The Paradox of Open Access Knowledge

The Paradox of Open Access Knowledge

How Academic Systems Reclaimed What Was Meant to Be Shared

by Dr. Anna Neya Kazanskaia | NEYA Global

An essay on how openness drifts into prestige cycles—and how Ethical Access and living standards return knowledge to practice

When “Open” Became a Wall

The NEYA Global Non-Profit Library began with a simple idea: to return knowledge to the movement. Research should belong to those who act — educators, volunteers, coordinators, and small organizations working to create change in real conditions.

From the beginning, our goal was to put knowledge back in the hands of those who create change. Openness meant giving research to educators, volunteers, and organizations who use it in real-world conditions. Yet over time, the library shifted: academics began to extract, cite, and analyze, cycling knowledge back into scholarly prestige. What was designed to support direct practice risked becoming academic capital, moving away from its intended purpose.

This pattern is not about the failure of generosity; it reflects the way institutions are built. In many disciplines, similar loops emerge. In public health, for example, open data often remains locked in repositories, inaccessible to those who work directly with communities (Smith et al., 2018). Without translation into practical formats, openness becomes immobility.

The same pattern appears in social innovation. Practitioners access hundreds of reports yet lack paths connecting insight to action. They need not more documents but frameworks, examples, and workflows that help them act. Structured for use, knowledge regains motion.

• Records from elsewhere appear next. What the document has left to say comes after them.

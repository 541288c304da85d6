//! Field definition commands
//!
//! Definition changes that affect stored values (key rename, type change,
//! delete) rewrite the directory's records one at a time and report the
//! outcome as a [`MigrationReport`](crate::types::MigrationReport). Records a
//! batch could not rewrite are kept as a pending migration; [`RetryMigration`]
//! finishes them.

mod create;
mod delete;
mod get;
mod list;
mod migrate;
mod retry;
mod schema;
mod update;

pub use create::CreateField;
pub use delete::DeleteField;
pub use get::GetField;
pub use list::ListFields;
pub use retry::{ListMigrations, RetryMigration};
pub use update::{FieldPatch, UpdateField};

pub(crate) use migrate::{apply_step, migrate_records, remember_failures};
pub(crate) use schema::find_field;
//! GetField command

use super::schema::find_field;
use crate::context::EngineContext;
use crate::error::{EngineError, Result};
use crate::operation::{operation, unlogged, Execute, ExecutionResult};
use crate::types::DirectoryId;
use async_trait::async_trait;
use serde::{Deserialize, Serialize};
use serde_json::Value;

/// Get a field definition by id or key
#[derive(Debug, Deserialize, Serialize)]
#[serde(rename_all = "camelCase")]
pub struct GetField {
    pub directory_id: DirectoryId,
    /// Field ULID or key
    pub field: String,
}

operation!(
    GetField,
    verb = "get",
    noun = "field",
    description = "Retrieve a field definition"
);

impl GetField {
    pub fn new(directory_id: impl Into<DirectoryId>, field: impl Into<String>) -> Self {
        Self {
            directory_id: directory_id.into(),
            field: field.into(),
        }
    }
}

#[async_trait]
impl Execute<EngineContext, EngineError> for GetField {
    async fn execute(&self, ctx: &EngineContext) -> ExecutionResult<Value, EngineError> {
        let result: Result<Value> = async {
            let fields = ctx.fields(&self.directory_id).await?;
            Ok(serde_json::to_value(find_field(&fields, &self.field)?)?)
        }
        .await;

        unlogged(result)
    }
}
//! Per-type field processors.
//!
//! A processor validates an incoming JSON value against a field definition,
//! transforms it into the normalized stored [`Value`], and formats a stored
//! value for display. Processors are looked up by the definition's `type`
//! string through [`crate::FieldProcessorRegistry`].
//!
//! Processors only ever see present, non-blank values. Required-ness and
//! blank handling live in the registry so every type treats them the same.

mod choice;
mod date;
mod experience;
mod lookup;
mod number;
mod reference;
mod tags;
mod text;

pub use choice::{CascaderProcessor, MultiSelectProcessor, SelectProcessor};
pub use date::{DateProcessor, DateTimeProcessor};
pub use experience::{ExperienceProcessor, ObjectProcessor};
pub use lookup::LookupProcessor;
pub use number::{BooleanProcessor, NumberProcessor};
pub use reference::{MediaProcessor, RelationProcessor};
pub use tags::TagsProcessor;
pub use text::{EmailProcessor, TextProcessor, UrlProcessor};

use dashmap::DashMap;
use regex::Regex;
use serde_json::Value as JsonValue;

use crate::error::FieldError;
use crate::types::{FieldDef, Validators};
use crate::value::Value;

/// Strategy for one field type.
pub trait FieldProcessor: Send + Sync {
    /// Check a present, non-blank value.
    fn validate(&self, value: &JsonValue, field: &FieldDef) -> Result<(), FieldError>;

    /// Normalize a value that passed validation.
    fn transform(&self, value: &JsonValue, field: &FieldDef) -> Value;

    /// Human-readable rendering of a stored value.
    fn format(&self, value: &Value, field: &FieldDef) -> String {
        let _ = field;
        display_value(value)
    }

    /// Value substituted when a stored value cannot be coerced into this type.
    fn zero_value(&self) -> Value {
        Value::Null
    }

    /// Definition-time check (options present, relation configured, ...).
    fn check_definition(&self, field: &FieldDef) -> Result<(), String> {
        let _ = field;
        Ok(())
    }
}

/// True for null, blank strings and empty arrays.
pub fn is_blank(value: &JsonValue) -> bool {
    match value {
        JsonValue::Null => true,
        JsonValue::String(s) => s.trim().is_empty(),
        JsonValue::Array(items) => items.is_empty(),
        _ => false,
    }
}

/// Generic display used when a processor has nothing better.
pub fn display_value(value: &Value) -> String {
    match value {
        Value::Null => String::new(),
        Value::Bool(b) => b.to_string(),
        Value::Number(n) => format_number(*n),
        Value::String(s) => s.clone(),
        Value::StringArray(v) => v.join(", "),
        Value::Object(_) | Value::ObjectArray(_) => value.to_json().to_string(),
    }
}

pub(crate) fn format_number(n: f64) -> String {
    if n.fract() == 0.0 && n.abs() < 9.0e15 {
        format!("{}", n as i64)
    } else {
        n.to_string()
    }
}

/// A string or an array of strings, as a list. `None` for any other shape.
pub(crate) fn string_list(value: &JsonValue) -> Option<Vec<String>> {
    match value {
        JsonValue::String(s) => Some(vec![s.clone()]),
        JsonValue::Array(items) => items
            .iter()
            .map(|item| item.as_str().map(str::to_string))
            .collect(),
        _ => None,
    }
}

/// Keep the first occurrence of each entry.
pub(crate) fn dedup(items: Vec<String>) -> Vec<String> {
    let mut seen = std::collections::HashSet::new();
    items
        .into_iter()
        .filter(|item| seen.insert(item.clone()))
        .collect()
}

/// Compiled `pattern` validators, keyed by pattern source.
///
/// Owned by a processor instance, so each registry compiles a pattern once.
#[derive(Default)]
pub(crate) struct PatternCache {
    compiled: DashMap<String, Regex>,
}

impl PatternCache {
    pub fn get(&self, pattern: &str) -> Result<Regex, regex::Error> {
        if let Some(re) = self.compiled.get(pattern) {
            return Ok(re.clone());
        }
        let re = Regex::new(pattern)?;
        self.compiled.insert(pattern.to_string(), re.clone());
        Ok(re)
    }

    #[cfg(test)]
    fn len(&self) -> usize {
        self.compiled.len()
    }
}

/// Apply `minLength`, `maxLength` and `pattern` to a string.
pub(crate) fn check_text_validators(
    s: &str,
    validators: &Validators,
    patterns: &PatternCache,
) -> Result<(), FieldError> {
    let len = s.chars().count();
    if let Some(min) = validators.min_length {
        if len < min {
            return Err(FieldError::new(format!("must be at least {min} characters")));
        }
    }
    if let Some(max) = validators.max_length {
        if len > max {
            return Err(FieldError::new(format!("must be at most {max} characters")));
        }
    }
    if let Some(pattern) = &validators.pattern {
        let re = patterns
            .get(pattern)
            .map_err(|e| FieldError::new(format!("invalid pattern '{pattern}': {e}")))?;
        if !re.is_match(s) {
            return Err(FieldError::new(format!("must match pattern '{pattern}'")));
        }
    }
    Ok(())
}

/// Definition-time check that a `pattern` validator compiles.
pub(crate) fn check_pattern_definition(field: &FieldDef) -> Result<(), String> {
    match &field.validators.pattern {
        Some(pattern) => Regex::new(pattern)
            .map(|_| ())
            .map_err(|e| format!("invalid pattern '{pattern}': {e}")),
        None => Ok(()),
    }
}
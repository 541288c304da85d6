//! Relation resolution
//!
//! Relation values are stored as foreign ids only and resolved lazily on
//! read, one level deep. Self-relations and mutual relations need no special
//! handling because nothing is ever materialized into an object graph.

mod resolve;
mod resolver;

pub use resolve::ResolveRelation;
pub use resolver::RelationResolver;
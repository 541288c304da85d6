//! GetDirectory command

use crate::context::EngineContext;
use crate::error::{EngineError, Result};
use crate::operation::{operation, unlogged, Execute, ExecutionResult};
use crate::types::DirectoryId;
use async_trait::async_trait;
use serde::{Deserialize, Serialize};
use serde_json::Value;

/// Get a directory with its field definitions
#[derive(Debug, Deserialize, Serialize)]
pub struct GetDirectory {
    pub id: DirectoryId,
}

operation!(
    GetDirectory,
    verb = "get",
    noun = "directory",
    description = "Retrieve a directory and its fields"
);

impl GetDirectory {
    pub fn new(id: impl Into<DirectoryId>) -> Self {
        Self { id: id.into() }
    }
}

#[async_trait]
impl Execute<EngineContext, EngineError> for GetDirectory {
    async fn execute(&self, ctx: &EngineContext) -> ExecutionResult<Value, EngineError> {
        let result: Result<Value> = async {
            let directory = ctx.read_directory(&self.id).await?;
            let fields = ctx.fields(&self.id).await?;

            let mut value = serde_json::to_value(&directory)?;
            value["fields"] = serde_json::to_value(fields.all_fields())?;
            Ok(value)
        }
        .await;

        unlogged(result)
    }
}
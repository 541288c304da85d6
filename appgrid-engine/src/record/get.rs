//! GetRecord command

use super::record_view;
use crate::context::EngineContext;
use crate::error::{EngineError, Result};
use crate::operation::{operation, unlogged, Execute, ExecutionResult};
use crate::types::{DirectoryId, RecordId};
use async_trait::async_trait;
use serde::{Deserialize, Serialize};
use serde_json::Value;
use std::collections::BTreeSet;

/// Get a record by id
#[derive(Debug, Deserialize, Serialize)]
#[serde(rename_all = "camelCase")]
pub struct GetRecord {
    pub directory_id: DirectoryId,
    pub id: RecordId,
    /// Attach resolved relation and lookup values under `expanded`
    #[serde(default)]
    pub expand: bool,
    /// Return the record even if soft-deleted
    #[serde(default)]
    pub include_deleted: bool,
    #[serde(default, skip_serializing_if = "Option::is_none")]
    pub roles: Option<BTreeSet<String>>,
}

operation!(
    GetRecord,
    verb = "get",
    noun = "record",
    description = "Retrieve a record by id"
);

impl GetRecord {
    pub fn new(directory_id: impl Into<DirectoryId>, id: impl Into<RecordId>) -> Self {
        Self {
            directory_id: directory_id.into(),
            id: id.into(),
            expand: false,
            include_deleted: false,
            roles: None,
        }
    }

    pub fn expanded(mut self) -> Self {
        self.expand = true;
        self
    }

    pub fn including_deleted(mut self) -> Self {
        self.include_deleted = true;
        self
    }

    pub fn with_roles<I, S>(mut self, roles: I) -> Self
    where
        I: IntoIterator<Item = S>,
        S: Into<String>,
    {
        self.roles = Some(roles.into_iter().map(Into::into).collect());
        self
    }
}

#[async_trait]
impl Execute<EngineContext, EngineError> for GetRecord {
    async fn execute(&self, ctx: &EngineContext) -> ExecutionResult<Value, EngineError> {
        let result: Result<Value> = async {
            let fields = ctx.fields(&self.directory_id).await?;
            let record = ctx.read_record(&self.directory_id, &self.id).await?;
            if record.is_deleted() && !self.include_deleted {
                return Err(EngineError::RecordNotFound {
                    id: self.id.to_string(),
                });
            }
            record_view(ctx, &fields, &record, self.roles.as_ref(), self.expand).await
        }
        .await;

        unlogged(result)
    }
}

#[cfg(test)]
mod tests {
    use super::*;
    use crate::directory::CreateDirectory;
    use crate::field::CreateField;
    use crate::record::{CreateRecord, DeleteRecord};
    use appgrid_fields::FieldDef;
    use serde_json::{json, Map};
    use tempfile::TempDir;

    async fn run<O: Execute<EngineContext, EngineError>>(ctx: &EngineContext, op: O) -> Value {
        op.execute(ctx).await.into_result().unwrap()
    }

    #[tokio::test]
    async fn test_round_trip_primitives() {
        let temp = TempDir::new().unwrap();
        let ctx = EngineContext::new(temp.path());
        let dir = run(&ctx, CreateDirectory::new("app", "m", "People")).await["id"]
            .as_str()
            .unwrap()
            .to_string();
        for def in [
            FieldDef::new("name", "text"),
            FieldDef::new("bio", "textarea"),
            FieldDef::new("email", "email"),
            FieldDef::new("age", "number"),
            FieldDef::new("active", "boolean"),
            FieldDef::new("born", "date"),
        ] {
            run(&ctx, CreateField::new(dir.as_str(), def)).await;
        }

        let props = json!({
            "name": "Alice",
            "bio": "line one\nline two",
            "email": "alice@example.com",
            "age": 36,
            "active": true,
            "born": "1990-05-01",
        });
        let created = run(&ctx, CreateRecord::new(dir.as_str(), props.as_object().unwrap().clone())).await;
        let id = created["id"].as_str().unwrap();

        let fetched = run(&ctx, GetRecord::new(dir.as_str(), id)).await;
        assert_eq!(fetched["props"], props);
        assert_eq!(fetched["version"], 1);
    }

    #[tokio::test]
    async fn test_soft_deleted_hidden_by_default() {
        let temp = TempDir::new().unwrap();
        let ctx = EngineContext::new(temp.path());
        let dir = run(&ctx, CreateDirectory::new("app", "m", "Notes")).await["id"]
            .as_str()
            .unwrap()
            .to_string();
        let id = run(&ctx, CreateRecord::new(dir.as_str(), Map::new())).await["id"]
            .as_str()
            .unwrap()
            .to_string();
        run(&ctx, DeleteRecord::new(dir.as_str(), id.as_str())).await;

        let hidden = GetRecord::new(dir.as_str(), id.as_str())
            .execute(&ctx)
            .await
            .into_result();
        assert!(matches!(hidden, Err(EngineError::RecordNotFound { .. })));

        let shown = run(&ctx, GetRecord::new(dir.as_str(), id.as_str()).including_deleted()).await;
        assert!(shown["deletedAt"].is_string());
    }

    #[tokio::test]
    async fn test_read_roles_hide_props() {
        let temp = TempDir::new().unwrap();
        let ctx = EngineContext::new(temp.path());
        let dir = run(&ctx, CreateDirectory::new("app", "m", "Staff")).await["id"]
            .as_str()
            .unwrap()
            .to_string();
        run(&ctx, CreateField::new(dir.as_str(), FieldDef::new("name", "text"))).await;
        run(
            &ctx,
            CreateField::new(dir.as_str(), FieldDef::new("salary", "number").with_read_roles(["hr"])),
        )
        .await;
        let props = json!({"name": "Eve", "salary": 100});
        let id = run(&ctx, CreateRecord::new(dir.as_str(), props.as_object().unwrap().clone()))
            .await["id"]
            .as_str()
            .unwrap()
            .to_string();

        let sales = run(&ctx, GetRecord::new(dir.as_str(), id.as_str()).with_roles(["sales"])).await;
        assert_eq!(sales["props"], json!({"name": "Eve"}));
        let hr = run(&ctx, GetRecord::new(dir.as_str(), id.as_str()).with_roles(["hr"])).await;
        assert_eq!(hr["props"]["salary"], 100);
        let anyone = run(&ctx, GetRecord::new(dir.as_str(), id.as_str())).await;
        assert_eq!(anyone["props"]["salary"], 100);
    }
}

In the non-profit sector, this movement is vital. When knowledge stalls, impact stalls. A useful idea can reshape a project if it reaches the right person at the right moment. Keeping knowledge alive means letting it move — across roles, borders, and languages — back to practice.

The New Appropriation: When Academia Colonized Openness

Open access was introduced to empower everyone with knowledge, hoping that ideas would circulate freely and support practice on the ground. As academic systems co-opted the language of openness, however, it became another means to gain prestige, shifting the benefit from practitioners to institutions.

Ideas created within communities — toolkits, frameworks, and field-tested reports — began to reappear in academic papers with new authorship and new prestige. Recognition moved upward, while the people whose experience made those ideas possible were left unnamed.

This dynamic defines the current global knowledge economy. Universities and journals continue to expand through the vocabulary of openness, presenting inclusion while maintaining vertical benefit. The form of access grows, yet the direction of advantage stays the same.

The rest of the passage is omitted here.